Chapter 1, Part 2, Episode 5


“Unless we can figure out the cause," Aikins said. She suddenly did not seem quiet so bitchy, just very, very tired. "And even then, no guarantees. The longer he’s like this, less likely it is he’ll come out of it, and the less likely that he’ll be the man he was before he succumbed. The man is tank. Does he do steroids? Something black market?”
“No clue,” Guinevere lied through her teeth. A pro-bodybuilder. On steroids? Oh, how could such a thing ever be?
Manny held up his hands. “Don’t look at me. Unless it has Braille, I have no idea what it is. And besides, it’s not like I go through people’s medicine cabinet.”
“Well, that’s pretty much what we’ll have to do,” Dr. Aikins replied. “Because if we can’t figure out how he got this way, the only thing we can do is make him comfortable. His parents will have to decide what to do with him.” And with that, she left.
“Bitch,” Romeesha muttered.
Scepter rounded on the other two. “There. That second opinion change your mind?” It was always unnerving. He was blind, he could not see. But because he was a psychic, he knew exactly where everybody was.

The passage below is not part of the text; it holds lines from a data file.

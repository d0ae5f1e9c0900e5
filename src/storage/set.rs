//! Set Algebra
//!
//! Presence-only [`Store`] with set operations. Members are the store's
//! live keys, so they expire like any other entry.

use std::borrow::Borrow;
use std::fmt;
use std::hash::Hash;
use tracing::warn;

use super::{Store, StoreOptions};

/// Expiring set of keys
///
/// `clone` returns another handle to the same members; use [`Set::copy`]
/// for an independent set.
pub struct Set<K> {
    inner: Store<K, ()>,
}

impl<K> Clone for Set<K> {
    fn clone(&self) -> Self {
        Self {
            inner: self.inner.clone(),
        }
    }
}

impl<K: Eq + Hash> fmt::Debug for Set<K> {
    fn fmt(&self, f: &mut fmt::Formatter<'_>) -> fmt::Result {
        f.debug_tuple("Set").field(&self.inner).finish()
    }
}

impl<K> Default for Set<K>
where
    K: Eq + Hash + Clone + Send + Sync + 'static,
{
    fn default() -> Self {
        Self::new()
    }
}

impl<K> Set<K>
where
    K: Eq + Hash + Clone + Send + Sync + 'static,
{
    /// Create an empty set that never expires
    pub fn new() -> Self {
        Self::with_options(StoreOptions::default())
    }

    /// Create an empty set configured by `options`
    pub fn with_options(options: StoreOptions<()>) -> Self {
        Self {
            inner: Store::new(options),
        }
    }

    /// Create a set holding `keys`
    pub fn from_keys<I>(keys: I, options: StoreOptions<()>) -> Self
    where
        I: IntoIterator<Item = K>,
    {
        let set = Self::with_options(options);
        set.add(keys);
        set
    }

    /// Empty set sharing this set's TTL and registration
    fn sibling(&self) -> Self {
        Self::with_options(self.inner.options().derive())
    }

    /// Registry key of the backing store
    pub fn name(&self) -> &str {
        self.inner.name()
    }

    /// Add one member
    pub fn insert(&self, key: K) {
        self.inner.set(key, ());
    }

    /// Add every key as a member
    pub fn add<I>(&self, keys: I)
    where
        I: IntoIterator<Item = K>,
    {
        for key in keys {
            self.insert(key);
        }
    }

    /// Remove one member, returns true if it was stored
    pub fn delete<Q>(&self, key: &Q) -> bool
    where
        K: Borrow<Q>,
        Q: Hash + Eq + ?Sized,
    {
        self.inner.delete(key)
    }

    /// Remove every key given
    pub fn remove(&self, keys: &[K]) {
        for key in keys {
            self.inner.delete(key);
        }
    }

    /// Check if `key` is a live member
    pub fn contains<Q>(&self, key: &Q) -> bool
    where
        K: Borrow<Q>,
        Q: Hash + Eq + ?Sized,
    {
        self.inner.contains(key)
    }

    /// True when every key is a member. False for no keys.
    pub fn has(&self, keys: &[K]) -> bool {
        !keys.is_empty() && keys.iter().all(|key| self.contains(key))
    }

    /// True when at least one key is a member. False for no keys.
    pub fn has_any(&self, keys: &[K]) -> bool {
        keys.iter().any(|key| self.contains(key))
    }

    /// Remove and return an arbitrary member
    pub fn pop(&self) -> Option<K> {
        self.inner.pop().map(|(key, _)| key)
    }

    /// Number of live members
    pub fn size(&self) -> usize {
        self.inner.len()
    }

    /// Check if no live members remain
    pub fn is_empty(&self) -> bool {
        self.size() == 0
    }

    /// Drop every member
    pub fn clear(&self) {
        self.inner.clear();
    }

    /// Snapshot of the live members
    pub fn list(&self) -> Vec<K> {
        self.inner.keys()
    }

    /// Visit members until `visit` returns false
    pub fn range<F>(&self, mut visit: F)
    where
        F: FnMut(&K) -> bool,
    {
        self.inner.range(|key, _| visit(key));
    }

    pub fn union(&self, other: &Set<K>) -> Set<K> {
        let set = self.copy();
        set.merge(other);
        set
    }

    pub fn intersection(&self, other: &Set<K>) -> Set<K> {
        let set = self.sibling();
        self.range(|key| {
            if other.contains(key) {
                set.insert(key.clone());
            }
            true
        });
        set
    }

    /// Members of `self` absent from `other`
    pub fn difference(&self, other: &Set<K>) -> Set<K> {
        let set = self.copy();
        set.separate(other);
        set
    }

    /// Alias of [`Set::difference`]
    pub fn sub(&self, other: &Set<K>) -> Set<K> {
        self.difference(other)
    }

    /// Add every member of `other` to `self`
    pub fn merge(&self, other: &Set<K>) {
        other.range(|key| {
            self.insert(key.clone());
            true
        });
    }

    /// Remove every member of `other` from `self`
    pub fn separate(&self, other: &Set<K>) {
        self.remove(&other.list());
    }

    /// Independent set with the same members and configuration
    pub fn copy(&self) -> Set<K> {
        let set = self.sibling();
        set.add(self.list());
        set
    }

    pub fn is_equal(&self, other: &Set<K>) -> bool {
        self.size() == other.size() && self.difference(other).is_empty()
    }

    /// True when `other` is contained in `self`
    pub fn is_subset(&self, other: &Set<K>) -> bool {
        let mut subset = true;
        other.range(|key| {
            subset = self.contains(key);
            subset
        });
        subset
    }

    /// True when `self` is contained in `other`
    pub fn is_superset(&self, other: &Set<K>) -> bool {
        other.is_subset(self)
    }

    /// Every subset of a snapshot of the members, one per bitmask
    /// `0..2^n` over the snapshot order. Index 0 is the empty set.
    ///
    /// Returns nothing when the member count is at least `usize::BITS`,
    /// since the subsets cannot be counted in a `usize`.
    pub fn power_set(&self) -> Vec<Set<K>> {
        let members = self.list();
        let Some(count) = u32::try_from(members.len())
            .ok()
            .and_then(|bits| 1usize.checked_shl(bits))
        else {
            warn!(set = %self.name(), members = members.len(), "Power set too large");
            return Vec::new();
        };

        (0..count)
            .map(|mask| {
                let subset = self.sibling();
                for (bit, member) in members.iter().enumerate() {
                    if mask & (1 << bit) != 0 {
                        subset.insert(member.clone());
                    }
                }
                subset
            })
            .collect()
    }
}

impl<K> FromIterator<K> for Set<K>
where
    K: Eq + Hash + Clone + Send + Sync + 'static,
{
    fn from_iter<I: IntoIterator<Item = K>>(iter: I) -> Self {
        Set::from_keys(iter, StoreOptions::default())
    }
}

#[cfg(test)]
mod tests {
    use super::*;
    use std::thread;
    use std::time::Duration;

    fn set_of(keys: &[u32]) -> Set<u32> {
        keys.iter().copied().collect()
    }

    fn sorted(set: &Set<u32>) -> Vec<u32> {
        let mut keys = set.list();
        keys.sort();
        keys
    }

    #[test]
    fn test_add_remove() {
        let set = Set::new();
        set.add([1, 2, 3]);
        assert_eq!(set.size(), 3);

        set.remove(&[1, 2]);
        assert_eq!(sorted(&set), vec![3]);
        assert!(set.delete(&3));
        assert!(set.is_empty());
    }

    #[test]
    fn test_has() {
        let set = set_of(&[1, 2, 3]);
        assert!(set.has(&[1, 2]));
        assert!(!set.has(&[1, 4]));
        assert!(!set.has(&[]));

        assert!(set.has_any(&[4, 3]));
        assert!(!set.has_any(&[4, 5]));
        assert!(!set.has_any(&[]));
    }

    #[test]
    fn test_pop() {
        let set = set_of(&[1, 2]);
        let first = set.pop().unwrap();
        let second = set.pop().unwrap();
        assert_ne!(first, second);
        assert_eq!(set.pop(), None);
        assert!(set.is_empty());
    }

    #[test]
    fn test_union() {
        let a = set_of(&[1, 2]);
        let b = set_of(&[2, 3]);
        let u = a.union(&b);
        assert_eq!(sorted(&u), vec![1, 2, 3]);
        assert!(u.has(&a.list()) && u.has(&b.list()));
        assert_eq!(sorted(&a), vec![1, 2]);
    }

    #[test]
    fn test_intersection_and_difference() {
        let a = set_of(&[1, 2, 3, 4]);
        let b = set_of(&[3, 4, 5]);

        assert_eq!(sorted(&a.intersection(&b)), vec![3, 4]);
        assert_eq!(sorted(&a.difference(&b)), vec![1, 2]);
        assert_eq!(sorted(&a.sub(&b)), vec![1, 2]);
        assert_eq!(sorted(&b.difference(&a)), vec![5]);

        // Receivers untouched
        assert_eq!(a.size(), 4);
        assert_eq!(b.size(), 3);
    }

    #[test]
    fn test_merge_and_separate() {
        let a = set_of(&[1, 2]);
        a.merge(&set_of(&[2, 3]));
        assert_eq!(sorted(&a), vec![1, 2, 3]);

        a.separate(&set_of(&[1, 3, 9]));
        assert_eq!(sorted(&a), vec![2]);
    }

    #[test]
    fn test_subset_laws() {
        let a = set_of(&[1, 2, 3]);
        let b = set_of(&[2, 3, 4]);
        let both = a.intersection(&b);

        assert!(a.is_subset(&both));
        assert!(both.is_superset(&a));
        assert!(!a.is_subset(&b));
        assert!(a.is_subset(&Set::new()));
    }

    #[test]
    fn test_copy_is_independent() {
        let a = set_of(&[1, 2]);
        let copy = a.copy();
        assert!(copy.is_equal(&a));
        assert_ne!(copy.name(), a.name());

        copy.insert(3);
        copy.delete(&1);
        assert_eq!(sorted(&a), vec![1, 2]);
        assert!(!copy.is_equal(&a));
    }

    #[test]
    fn test_clone_shares_members() {
        let a = set_of(&[1]);
        let handle = a.clone();
        handle.insert(2);
        assert_eq!(sorted(&a), vec![1, 2]);
    }

    #[test]
    fn test_power_set() {
        let set = set_of(&[1, 2, 3, 4]);
        let subsets = set.power_set();
        assert_eq!(subsets.len(), 16);
        assert!(subsets[0].is_empty());

        let mut by_size = [0usize; 5];
        for subset in &subsets {
            by_size[subset.size()] += 1;
            assert!(set.is_subset(subset));
        }
        assert_eq!(by_size, [1, 4, 6, 4, 1]);
    }

    #[test]
    fn test_power_set_too_large() {
        let set: Set<u32> = (0..usize::BITS).collect();
        assert!(set.power_set().is_empty());
        assert_eq!(set.size(), usize::BITS as usize);
    }

    #[test]
    fn test_power_set_of_empty() {
        let subsets = Set::<u32>::new().power_set();
        assert_eq!(subsets.len(), 1);
        assert!(subsets[0].is_empty());
    }

    #[test]
    fn test_members_expire() {
        let set = Set::with_options(
            StoreOptions::new()
                .with_ttl(Duration::from_millis(20))
                .without_registry(),
        );
        set.insert("a");
        assert!(set.contains("a"));

        thread::sleep(Duration::from_millis(40));
        assert!(!set.contains("a"));
        assert_eq!(set.pop(), None);

        // Copies inherit the TTL
        set.insert("b");
        let copy = set.copy();
        thread::sleep(Duration::from_millis(40));
        assert!(copy.is_empty());
    }
}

Miss Gwen crossed her arms. “Are we at the ‘kill him’ thing again?”
“He’s already dead! He just doesn’t know it yet,” Scepter replied. “That ‘complete lack of chemical activity in the brain’ is the physical side-effect of Vagabond’s attack. His mind is in a permanent state of paralysis. Or a seizure. Whatever you want to call it, he’s in it, and he’s not coming out of it.”
“So hey! Let’s just hurry the process along!” Miss Gwen snapped back. “You talk as if resuscitation is guaranteed! 99% of the time, death is a one-way trip. You’re really placing bets on that magical 1%?” Miss Gwen then changed tactics. Holding her hands prayer-like to her mouth, she spoken levelly, with deliberation. “Manny, it’s just plain disturbing that you want to kill our friend. Didn’t you and he…?”
“Ahem. Yes. We did. And still do,” Manny replied coolly.
“Which makes it that much worse. In fact, you seem almost enthused about the whole thing. That you are a shrink makes it unthinkable. It’s wrong, you know it, and there has got to be some other way. Manny, you are talking about killing a man. Killing. Kit.”
That was an utterly fair assessment. “There is no other way,” he whispered through his teeth, grappling with his own ethics. God, if there were.
“Bullshit. You had an outlandish idea and are so desperate for a straw to grab at that you ran with it.”
            Manny’s Buddha demeanor wore thin. “So, what would you do? Can you build a machine to undo psychic damage? Good luck. Can you build a machine to help him live? We have those already; we can put a tube into every orifice and keep him going for years. And that’s exactly what will happen, by the way. He’ll eat through a tube, piss through a tube. He’s loose that magnificent body of his. He’ll be rotated for bed sores and grow old and waste away and then more tubes will go into him. He may in fact, actually die but no one will know because the machines are doing all the work!” Manny then rounded on the unusually quiet ROM, “And you. Could you develop a code to read a mind—not a brain, a mind—like a computer and fix it? Even if you could, the brain-mind it is so complex it would take you years to do it to ‘read’ the entire thing, even if you were going at it 24/7. And you wouldn’t even know where to begin.” He put his hands to eyes. “Yes, what I am suggested could kill him. But they way he is now, he’s just as good as dead. This is classic Vagabond. Destroy them but not kill them.” He gazed at Kit quietly, the only sound in the room that goddam heart monitor beep. “Virtual death.”